Wednesday, March 07, 2007

GoogleDocs for Online Portfolio Development

This is the 25th tool that I have used to create my online portfolio as part of my "Online Portfolio Adventure" research over the last three years. Since I copied the pages from another version of my portfolio, the tool allowed me to reconstruct my portfolio in less than an hour, copying and pasting the information, although fine tuning the formatting took more time. As with all of my other portfolios, all of my artifacts are documents already stored on one of my websites, so I did not have to upload any documents. I think this program is a viable tool for maintaining portfolios that are comprised mostly of word processing documents that are converted into GoogleDocs. I don't know how it handles other documents as attachments, such as PowerPoint. It is very easy to create links from a GoogleDocs page to any web page or any other GoogleDocs page. I used to teach how to create a hyperlinked portfolio with Microsoft Word. This is the online (Web 2.0) equivalent!

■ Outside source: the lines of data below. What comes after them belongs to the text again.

//! The tuning loop: propose, run replicates, score, report.

use chrono::Utc;
use parking_lot::Mutex;
use rand::rngs::StdRng;
use rand::{Rng, SeedableRng};
use std::collections::HashSet;
use std::future::Future;
use std::sync::Arc;
use tokio::sync::Semaphore;
use tokio::task::JoinSet;
use tracing::{info, warn};

use st_runner::RunExecutor;
use st_types::{validation_error, ParameterSet, RunErrorKind, RunResult, TuneResult};

use crate::study::Study;
use crate::trial::{TrialRecord, TrialSettings};

/// Outcome of an [`TrialOrchestrator::optimize`] session.
#[derive(Debug, Clone, PartialEq)]
pub struct OptimizeSummary {
    pub trials_run: usize,
    pub trials_penalized: usize,
    /// Stopped by the shutdown signal before `n_trials` completed.
    pub interrupted: bool,
    /// The strategy ran out of candidates.
    pub exhausted: bool,
    pub best: Option<TrialRecord>,
}

/// Drives trials against a [`RunExecutor`].
pub struct TrialOrchestrator<E: RunExecutor + 'static> {
    executor: Arc<E>,
    settings: TrialSettings,
    rng: Mutex<StdRng>,
}

impl<E: RunExecutor + 'static> TrialOrchestrator<E> {
    pub fn new(executor: Arc<E>, settings: TrialSettings, rng_seed: Option<u64>) -> Self {
        let rng = match rng_seed {
            Some(seed) => StdRng::seed_from_u64(seed),
            None => StdRng::from_entropy(),
        };
        Self {
            executor,
            settings,
            rng: Mutex::new(rng),
        }
    }

    pub fn settings(&self) -> &TrialSettings {
        &self.settings
    }

    /// Draw `count` distinct seeds from the configured range.
    pub fn generate_seeds(&self, count: usize) -> TuneResult<Vec<u64>> {
        let (low, high) = (self.settings.seed_low, self.settings.seed_high);
        if low > high || (high - low).saturating_add(1) < count as u64 {
            return Err(validation_error!(
                "cannot draw {count} distinct seeds from [{low}, {high}]"
            ));
        }
        let mut rng = self.rng.lock();
        let mut seen = HashSet::with_capacity(count);
        let mut seeds = Vec::with_capacity(count);
        while seeds.len() < count {
            let seed = rng.gen_range(low..=high);
            if seen.insert(seed) {
                seeds.push(seed);
            }
        }
        Ok(seeds)
    }

    /// Run one trial: every seed once, then score.
    ///
    /// `seeds` defaults to `seeds_per_trial` fresh random seeds. Supplied
    /// seeds must be distinct.
    pub async fn run_trial(
        &self,
        number: usize,
        params: ParameterSet,
        seeds: Option<Vec<u64>>,
    ) -> TuneResult<TrialRecord> {
        let seeds = match seeds {
            Some(seeds) => seeds,
            None => self.generate_seeds(self.settings.seeds_per_trial)?,
        };
        if seeds.is_empty() {
            return Err(validation_error!("a trial needs at least one seed"));
        }
        let mut unique = HashSet::with_capacity(seeds.len());
        if let Some(dup) = seeds.iter().find(|s| !unique.insert(**s)) {
            return Err(validation_error!("seed {dup} repeated within trial {number}"));
        }

        let started_at = Utc::now();
        info!(trial = number, %params, seeds = ?seeds, "starting trial");
        let runs = self.execute_all(&params, &seeds).await;

        for run in runs.iter().filter(|r| r.objective.is_none()) {
            warn!(
                trial = number,
                seed = run.seed,
                error = %run.error.unwrap_or(RunErrorKind::ProcessError),
                penalty = self.settings.failure_penalty,
                "replicate failed, substituting penalty"
            );
        }

        let record = TrialRecord::from_runs(
            number,
            params,
            runs,
            self.settings.failure_penalty,
            started_at,
        );
        info!(
            trial = number,
            score = record.score,
            successful = record.successful,
            requested = record.runs.len(),
            "trial finished"
        );
        Ok(record)
    }

    /// Execute each seed, sequentially or with bounded concurrency.
    /// Results come back in seed order.
    async fn execute_all(&self, params: &ParameterSet, seeds: &[u64]) -> Vec<RunResult> {
        let timeout = self.settings.timeout();
        if self.settings.concurrency <= 1 || seeds.len() == 1 {
            let mut runs = Vec::with_capacity(seeds.len());
            for &seed in seeds {
                runs.push(self.executor.execute(params, seed, timeout).await);
            }
            return runs;
        }

        let permits = Arc::new(Semaphore::new(self.settings.concurrency));
        let mut tasks = JoinSet::new();
        for (index, &seed) in seeds.iter().enumerate() {
            let executor = Arc::clone(&self.executor);
            let permits = Arc::clone(&permits);
            let params = params.clone();
            tasks.spawn(async move {
                let _permit = permits.acquire_owned().await;
                (index, executor.execute(&params, seed, timeout).await)
            });
        }

        let mut slots: Vec<Option<RunResult>> = vec![None; seeds.len()];
        while let Some(joined) = tasks.join_next().await {
            match joined {
                Ok((index, run)) => slots[index] = Some(run),
                Err(e) => warn!(error = %e, "replicate task aborted"),
            }
        }
        slots
            .into_iter()
            .zip(seeds)
            .map(|(slot, &seed)| {
                slot.unwrap_or_else(|| {
                    RunResult::failed(seed, params.clone(), RunErrorKind::ProcessError)
                })
            })
            .collect()
    }

    /// Run up to `n_trials` trials against `study`, persisting each one.
    ///
    /// When `shutdown` resolves, the in-flight trial is abandoned (its child
    /// processes are killed) and nothing is recorded for it; completed
    /// trials are already on disk.
    pub async fn optimize<F>(
        &self,
        study: &mut Study,
        n_trials: usize,
        shutdown: F,
    ) -> TuneResult<OptimizeSummary>
    where
        F: Future<Output = ()>,
    {
        tokio::pin!(shutdown);
        let mut summary = OptimizeSummary {
            trials_run: 0,
            trials_penalized: 0,
            interrupted: false,
            exhausted: false,
            best: None,
        };

        while summary.trials_run < n_trials {
            let Some(params) = study.suggest() else {
                info!(study = study.name(), "search space exhausted");
                summary.exhausted = true;
                break;
            };
            let number = study.state().next_number();

            let record = tokio::select! {
                biased;
                _ = &mut shutdown => {
                    warn!(study = study.name(), trial = number, "interrupted, discarding in-flight trial");
                    summary.interrupted = true;
                    break;
                }
                record = self.run_trial(number, params, None) => record?,
            };

            summary.trials_run += 1;
            if record.penalized {
                summary.trials_penalized += 1;
            }
            study.tell(record)?;

            if let Some(best) = study.best() {
                info!(
                    study = study.name(),
                    best_trial = best.number,
                    best_score = best.score,
                    "best so far"
                );
            }
        }

        summary.best = study.best().cloned();
        Ok(summary)
    }
}

#[cfg(test)]
mod tests {
    use super::*;
    use async_trait::async_trait;
    use std::collections::HashMap;
    use std::time::Duration;

    /// Executor answering from a table of per-seed objectives.
    struct TableExecutor {
        objectives: HashMap<u64, Option<f64>>,
        calls: Mutex<Vec<u64>>,
    }

    #[async_trait]
    impl RunExecutor for TableExecutor {
        async fn execute(&self, params: &ParameterSet, seed: u64, _timeout: Duration) -> RunResult {
            self.calls.lock().push(seed);
            match self.objectives.get(&seed).copied().flatten() {
                Some(objective) => {
                    let mut run = RunResult::failed(seed, params.clone(), RunErrorKind::NoLog);
                    run.error = None;
                    run.objective = Some(objective);
                    run
                }
                None => RunResult::failed(seed, params.clone(), RunErrorKind::Timeout),
            }
        }
    }

    fn orchestrator(
        table: &[(u64, Option<f64>)],
        concurrency: usize,
    ) -> TrialOrchestrator<TableExecutor> {
        let executor = TableExecutor {
            objectives: table.iter().copied().collect(),
            calls: Mutex::new(Vec::new()),
        };
        let settings = TrialSettings {
            concurrency,
            failure_penalty: 1000.0,
            ..TrialSettings::default()
        };
        TrialOrchestrator::new(Arc::new(executor), settings, Some(5))
    }

    fn params() -> ParameterSet {
        ParameterSet::new()
            .with("occlusion_penalty", 5.0)
            .with("enemy_w", 40.0)
            .with("enemy_h", 25.0)
    }

    #[test]
    fn generated_seeds_are_distinct_and_in_range() {
        let orch = orchestrator(&[], 1);
        let seeds = orch.generate_seeds(50).unwrap();
        let unique: HashSet<_> = seeds.iter().collect();
        assert_eq!(unique.len(), 50);
        assert!(seeds.iter().all(|s| (1..=1_000_000).contains(s)));
    }

    #[test]
    fn seed_range_too_small_is_rejected() {
        let mut orch = orchestrator(&[], 1);
        orch.settings.seed_low = 10;
        orch.settings.seed_high = 12;
        assert!(orch.generate_seeds(3).is_ok());
        assert!(orch.generate_seeds(4).is_err());
    }

    #[tokio::test]
    async fn trial_score_averages_replicates() {
        let orch = orchestrator(&[(1, Some(2.0)), (2, Some(4.0)), (3, Some(6.0))], 1);
        let record = orch.run_trial(0, params(), Some(vec![1, 2, 3])).await.unwrap();
        assert_eq!(record.score, 4.0);
        assert_eq!(record.seeds().collect::<Vec<_>>(), vec![1, 2, 3]);
        assert_eq!(*orch.executor.calls.lock(), vec![1, 2, 3]);
    }

    #[tokio::test]
    async fn all_failures_score_the_penalty() {
        let orch = orchestrator(&[(1, None), (2, None), (3, None)], 1);
        let record = orch.run_trial(4, params(), Some(vec![1, 2, 3])).await.unwrap();
        assert_eq!(record.score, 1000.0);
        assert!(record.penalized);
        assert_eq!(record.runs.len(), 3);
        assert!(record.runs.iter().all(|r| r.error == Some(RunErrorKind::Timeout)));
    }

    #[tokio::test]
    async fn partial_failure_is_penalized_in_mean() {
        let orch = orchestrator(&[(1, Some(10.0)), (2, None)], 1);
        let record = orch.run_trial(0, params(), Some(vec![1, 2])).await.unwrap();
        assert_eq!(record.score, 505.0);
        assert_eq!(record.mean_successful, Some(10.0));
    }

    #[tokio::test]
    async fn duplicate_or_empty_seeds_are_rejected() {
        let orch = orchestrator(&[], 1);
        assert!(orch.run_trial(0, params(), Some(vec![1, 1])).await.is_err());
        assert!(orch.run_trial(0, params(), Some(vec![])).await.is_err());
        assert!(orch.executor.calls.lock().is_empty());
    }

    #[tokio::test]
    async fn parallel_replicates_keep_seed_order() {
        let table: Vec<(u64, Option<f64>)> = (1..=8).map(|s| (s, Some(s as f64))).collect();
        let orch = orchestrator(&table, 3);
        let record = orch
            .run_trial(0, params(), Some((1..=8).rev().collect()))
            .await
            .unwrap();
        let seeds: Vec<u64> = record.seeds().collect();
        assert_eq!(seeds, (1..=8).rev().collect::<Vec<_>>());
        assert_eq!(record.score, 4.5);
        assert_eq!(orch.executor.calls.lock().len(), 8);
    }

    #[tokio::test]
    async fn random_seeds_use_configured_count() {
        let orch = orchestrator(&[], 1);
        let record = orch.run_trial(0, params(), None).await.unwrap();
        assert_eq!(record.runs.len(), 3);
        assert!(record.penalized);
    }
}
//! Trial records and study history.

use chrono::{DateTime, Utc};
use serde::{Deserialize, Serialize};
use std::time::Duration;
use uuid::Uuid;

use st_types::{ParameterSet, RunResult};

use crate::search::SearchSpace;

/// Unique study identifier.
pub type StudyId = Uuid;

/// How each trial's replicate runs are executed.
#[derive(Debug, Clone, PartialEq, Serialize, Deserialize)]
pub struct TrialSettings {
    /// Replicate runs (distinct seeds) per trial.
    pub seeds_per_trial: usize,
    /// Per-run timeout.
    pub timeout_seconds: u64,
    /// Replicates run at once. 1 = sequential.
    pub concurrency: usize,
    /// Value substituted for a replicate with no objective.
    pub failure_penalty: f64,
    /// Inclusive range random seeds are drawn from.
    pub seed_low: u64,
    pub seed_high: u64,
}

impl Default for TrialSettings {
    fn default() -> Self {
        Self {
            seeds_per_trial: 3,
            timeout_seconds: 180,
            concurrency: 1,
            failure_penalty: 1.0e6,
            seed_low: 1,
            seed_high: 1_000_000,
        }
    }
}

impl TrialSettings {
    pub fn timeout(&self) -> Duration {
        Duration::from_secs(self.timeout_seconds)
    }
}

/// Top-level configuration for a tuning study.
#[derive(Debug, Clone, PartialEq, Serialize, Deserialize)]
pub struct StudyConfig {
    pub name: String,

    /// Storage location for the study document (directory, optionally
    /// `file://`-prefixed).
    pub storage: String,

    /// The parameter search space.
    pub search_space: SearchSpace,

    /// Which search strategy to use: "grid", "random", or "bayesian".
    pub strategy: String,

    /// Number of trials to run in this session.
    pub max_trials: usize,

    pub trials: TrialSettings,

    /// Exploration weight for Bayesian search (ignored for grid/random).
    pub exploration_weight: f64,

    /// Number of steps per continuous dimension for grid search.
    pub grid_steps: usize,

    /// Seed for the strategy and seed generator; `None` draws from entropy.
    pub rng_seed: Option<u64>,
}

impl StudyConfig {
    pub fn new(name: impl Into<String>, search_space: SearchSpace, strategy: &str) -> Self {
        Self {
            name: name.into(),
            storage: String::new(),
            search_space,
            strategy: strategy.to_string(),
            max_trials: 30,
            trials: TrialSettings::default(),
            exploration_weight: 0.3,
            grid_steps: 5,
            rng_seed: None,
        }
    }

    pub fn with_storage(mut self, storage: impl Into<String>) -> Self {
        self.storage = storage.into();
        self
    }

    pub fn with_max_trials(mut self, n: usize) -> Self {
        self.max_trials = n;
        self
    }

    pub fn with_seeds_per_trial(mut self, n: usize) -> Self {
        self.trials.seeds_per_trial = n;
        self
    }

    pub fn with_timeout_seconds(mut self, secs: u64) -> Self {
        self.trials.timeout_seconds = secs;
        self
    }

    pub fn with_concurrency(mut self, n: usize) -> Self {
        self.trials.concurrency = n;
        self
    }

    pub fn with_failure_penalty(mut self, penalty: f64) -> Self {
        self.trials.failure_penalty = penalty;
        self
    }

    pub fn with_rng_seed(mut self, seed: Option<u64>) -> Self {
        self.rng_seed = seed;
        self
    }
}

// ---------------------------------------------------------------------------
// Individual trial
// ---------------------------------------------------------------------------

/// One proposed parameter set, its replicate runs and the reported score.
#[derive(Debug, Clone, PartialEq, Serialize, Deserialize)]
pub struct TrialRecord {
    pub id: Uuid,
    pub number: usize,
    pub params: ParameterSet,
    pub runs: Vec<RunResult>,
    /// Mean over replicates with failures replaced by the penalty. This is
    /// what the proposer sees.
    pub score: f64,
    /// Replicates that produced an objective.
    pub successful: usize,
    /// Mean objective of successful replicates only.
    pub mean_successful: Option<f64>,
    /// No replicate succeeded; `score` is the penalty.
    pub penalized: bool,
    pub started_at: DateTime<Utc>,
    pub finished_at: DateTime<Utc>,
}

impl TrialRecord {
    pub fn from_runs(
        number: usize,
        params: ParameterSet,
        runs: Vec<RunResult>,
        failure_penalty: f64,
        started_at: DateTime<Utc>,
    ) -> Self {
        let objectives: Vec<f64> = runs.iter().filter_map(usable_objective).collect();
        let successful = objectives.len();
        let mean_successful =
            (successful > 0).then(|| objectives.iter().sum::<f64>() / successful as f64);

        Self {
            id: Uuid::new_v4(),
            number,
            params,
            score: trial_score(&runs, failure_penalty),
            successful,
            mean_successful,
            penalized: successful == 0,
            runs,
            started_at,
            finished_at: Utc::now(),
        }
    }

    pub fn seeds(&self) -> impl Iterator<Item = u64> + '_ {
        self.runs.iter().map(|r| r.seed)
    }

    pub fn failures(&self) -> usize {
        self.runs.len() - self.successful
    }
}

/// Arithmetic mean of per-replicate objectives, substituting
/// `failure_penalty` for replicates without one.
pub fn trial_score(runs: &[RunResult], failure_penalty: f64) -> f64 {
    if runs.is_empty() {
        return failure_penalty;
    }
    let total: f64 = runs
        .iter()
        .map(|r| usable_objective(r).unwrap_or(failure_penalty))
        .sum();
    total / runs.len() as f64
}

fn usable_objective(run: &RunResult) -> Option<f64> {
    run.objective.filter(|o| o.is_finite())
}

// ---------------------------------------------------------------------------
// Study history
// ---------------------------------------------------------------------------

/// Durable history of one named study.
#[derive(Debug, Clone, PartialEq, Serialize, Deserialize)]
pub struct StudyState {
    pub id: StudyId,
    pub name: String,
    pub strategy: String,
    pub search_space: SearchSpace,
    pub created_at: DateTime<Utc>,
    pub updated_at: DateTime<Utc>,
    pub trials: Vec<TrialRecord>,
}

impl StudyState {
    pub fn new(config: &StudyConfig) -> Self {
        let now = Utc::now();
        Self {
            id: Uuid::new_v4(),
            name: config.name.clone(),
            strategy: config.strategy.clone(),
            search_space: config.search_space.clone(),
            created_at: now,
            updated_at: now,
            trials: Vec::new(),
        }
    }

    /// Lowest-scoring trial so far; earlier trials win ties.
    pub fn best(&self) -> Option<&TrialRecord> {
        self.trials.iter().fold(None, |best: Option<&TrialRecord>, trial| match best {
            Some(b) if trial.score >= b.score => Some(b),
            _ => Some(trial),
        })
    }

    pub fn next_number(&self) -> usize {
        self.trials.iter().map(|t| t.number + 1).max().unwrap_or(0)
    }

    pub fn push(&mut self, trial: TrialRecord) {
        self.updated_at = Utc::now();
        self.trials.push(trial);
    }
}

This system has the potential to offer interactivity, since each page can have comments added by those selected to Collaborate. I was able to add links by simply copying from another website with the links embedded and I could designate that each link would open a new browser window which is what I prefer: the portfolio remains open so that when an artifact is opened, the reader can close the window and easily return to the portfolio, rather than using the Back button.There is no data management tool, to aggregate assessment data, although Google Spreadsheet could be used. Therefore, this tool would work for formative assessment (providing teacher and/or peer feedback on student work) but not for summative assessment. But the process for adding comments and feedback would need to be agreed upon with the approved collaborators within the system.

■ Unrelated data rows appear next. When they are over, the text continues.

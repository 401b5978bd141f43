//! # st-optimizer
//!
//! Parameter search and trial orchestration for spacetune.
//!
//! Provides search space definitions, proposer strategies (grid, random,
//! Bayesian-style), durable resumable studies, and the orchestrator that
//! runs seeded replicates for each candidate and reports their mean score.

mod orchestrator;
mod search;
mod study;
mod trial;

pub use orchestrator::{OptimizeSummary, TrialOrchestrator};
pub use search::{
    build_strategy, BayesianSearch, GridSearch, ParameterDef, RandomSearch, SearchSpace,
    SearchStrategy,
};
pub use study::{Study, StudyStore};
pub use trial::{trial_score, StudyConfig, StudyId, StudyState, TrialRecord, TrialSettings};
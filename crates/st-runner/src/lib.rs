//! # st-runner
//!
//! Runs the external simulation once per seed and turns whatever it leaves
//! behind into a [`RunResult`](st_types::RunResult).
//!
//! Provides the seed-keyed artifact store, the log collector (with its
//! best-effort newest-file fallback), the fixed objective formula and the
//! process executor that ties them together under a timeout.

mod artifacts;
mod collector;
mod config;
mod executor;
mod objective;

pub use artifacts::{ArtifactSnapshot, ArtifactStore, ARTIFACT_PREFIX, ARTIFACT_SUFFIX};
pub use collector::{CollectError, CollectMode, Collected, LogCollector};
pub use config::{EnvMapping, SimulationConfig};
pub use executor::{ProcessExecutor, RunExecutor};
pub use objective::ObjectiveComputer;
//! Outcome of a single simulation run.

use serde::{Deserialize, Serialize};
use serde_json::Value;
use std::fmt;

use crate::params::ParameterSet;
use crate::record::{self, RawRecord};

/// Why a run produced no usable metrics.
#[derive(Debug, Clone, Copy, PartialEq, Eq, Hash, PartialOrd, Ord, Serialize, Deserialize)]
#[serde(rename_all = "snake_case")]
pub enum RunErrorKind {
    /// The simulation exceeded its time budget and was killed.
    Timeout,
    /// The simulation exited with a nonzero status or could not be launched.
    ProcessError,
    /// The simulation exited cleanly but left no artifact.
    NoLog,
    /// An artifact was present but could not be parsed.
    ReadError,
}

impl RunErrorKind {
    pub fn as_str(&self) -> &'static str {
        match self {
            Self::Timeout => "timeout",
            Self::ProcessError => "process_error",
            Self::NoLog => "no_log",
            Self::ReadError => "read_error",
        }
    }
}

impl fmt::Display for RunErrorKind {
    fn fmt(&self, f: &mut fmt::Formatter<'_>) -> fmt::Result {
        f.write_str(self.as_str())
    }
}

/// Result of one run; also the on-disk artifact format.
///
/// Created once by the executor and never mutated afterwards. Fields the
/// simulation emitted beyond the known metrics are kept in `extra` so a
/// rewrite of the artifact loses nothing.
#[derive(Debug, Clone, PartialEq, Serialize, Deserialize)]
pub struct RunResult {
    pub seed: u64,
    #[serde(default)]
    pub params: ParameterSet,
    #[serde(default)]
    pub duration_seconds: Option<f64>,
    #[serde(default)]
    pub enemy_hits_taken: Option<u64>,
    /// Undefined when no powerup was picked up.
    #[serde(default)]
    pub powerup_pickup_latency_avg: Option<f64>,
    #[serde(default)]
    pub powerups_collected: Option<u64>,
    #[serde(default)]
    pub objective: Option<f64>,
    #[serde(default)]
    pub error: Option<RunErrorKind>,
    /// File name of the artifact the metrics were read from.
    #[serde(default)]
    pub artifact: Option<String>,
    #[serde(flatten)]
    pub extra: RawRecord,
}

impl RunResult {
    /// A run that yielded no metrics.
    pub fn failed(seed: u64, params: ParameterSet, kind: RunErrorKind) -> Self {
        Self {
            seed,
            params,
            duration_seconds: None,
            enemy_hits_taken: None,
            powerup_pickup_latency_avg: None,
            powerups_collected: None,
            objective: None,
            error: Some(kind),
            artifact: None,
            extra: RawRecord::new(),
        }
    }

    /// Build a successful result from a raw simulation record.
    ///
    /// `seed` and `params` are authoritative: whatever the record claims for
    /// them is discarded. Unknown fields are carried over into `extra`.
    pub fn from_record(
        seed: u64,
        params: ParameterSet,
        raw: &RawRecord,
        objective: Option<f64>,
    ) -> Self {
        const KNOWN: [&str; 9] = [
            record::FIELD_SEED,
            record::FIELD_PARAMS,
            record::FIELD_DURATION,
            record::FIELD_ENEMY_HITS,
            record::FIELD_PICKUP_LATENCY,
            record::FIELD_POWERUPS,
            record::FIELD_OBJECTIVE,
            record::FIELD_ERROR,
            record::FIELD_ARTIFACT,
        ];

        let extra = raw
            .iter()
            .filter(|(k, _)| !KNOWN.contains(&k.as_str()))
            .map(|(k, v)| (k.clone(), v.clone()))
            .collect();

        Self {
            seed,
            params,
            duration_seconds: record::number(raw, record::FIELD_DURATION),
            enemy_hits_taken: record::count(raw, record::FIELD_ENEMY_HITS),
            powerup_pickup_latency_avg: record::number(raw, record::FIELD_PICKUP_LATENCY),
            powerups_collected: record::count(raw, record::FIELD_POWERUPS),
            objective,
            error: None,
            artifact: None,
            extra,
        }
    }

    pub fn with_artifact(mut self, name: impl Into<String>) -> Self {
        self.artifact = Some(name.into());
        self
    }

    pub fn is_success(&self) -> bool {
        self.error.is_none()
    }

    /// Serialize into the loosely typed record shape.
    pub fn to_record(&self) -> RawRecord {
        match serde_json::to_value(self) {
            Ok(Value::Object(map)) => map,
            _ => RawRecord::new(),
        }
    }
}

The major advantage of GoogleDocs is that it is a Web 2.0 tool, and universally available through a WWW browser. I found it fairly easy to use, although it helped that I knew how to edit HTML to fine tune the formatting. I tried to use the Google Spreadsheet to create the Portfolio-at-a-Glance matrix, since it was originally created in Excel. However, I could not easily create hyperlinks in the cells, and the links did not translate when I converted the Excel spreadsheet into Google. So, I converted the spreadsheet to HTML and pasted it into Edit HTML on a new page. A table is easy to edit in a GoogleDocs page. I also found it extremely easy to insert images on a page. I published another "How-To" page on using GoogleDocs to create an online portfolio.

3 comments:

Greg Collver said...

The Oregon Virtual School District is providing GoogleDocs to Oregon students for their e-Portfolios.
http://project.orvsd.org/node/70

I would like to see Google to add their "Page Creator" tool for publishing the final portfolio.

Greg said...

Sadly, the Google Apps for Education tools we're using for the OVSD (http://home.orvsd.org) are a limited subset of the Google suite. The critical "collaborate" feature of Google Docs is not available there yet, nor is access to the Page Creator for non-admin users. That said, Google has been very aggressive in releasing new features on a short timeline, so there is hope we'll see these features soon.

Helen Barrett said...

There are two components of ePortfolio development: the digital archive of a learner's work (artifacts), and one or more presentation portfolios that tell a particular story that the portfolio developer wants to tell about a sub-set of those artifacts. What I created with Google Docs was a presentation portfolio, hyperlinked to documents that I already had online. I'm not sure how Google Apps will handle the digital archive of work that is NOT in the format of a document (including images) or a spreadsheet. What about PowerPoint presentations, PDF files, and a lot of other types of documents? Where do those get stored? I haven't figured that out, because each artifact needs a unique URL to link from the portfolio. See my earlier entries (September 24, 2005 and June 7, 2005) about Lifetime Personal Web Space.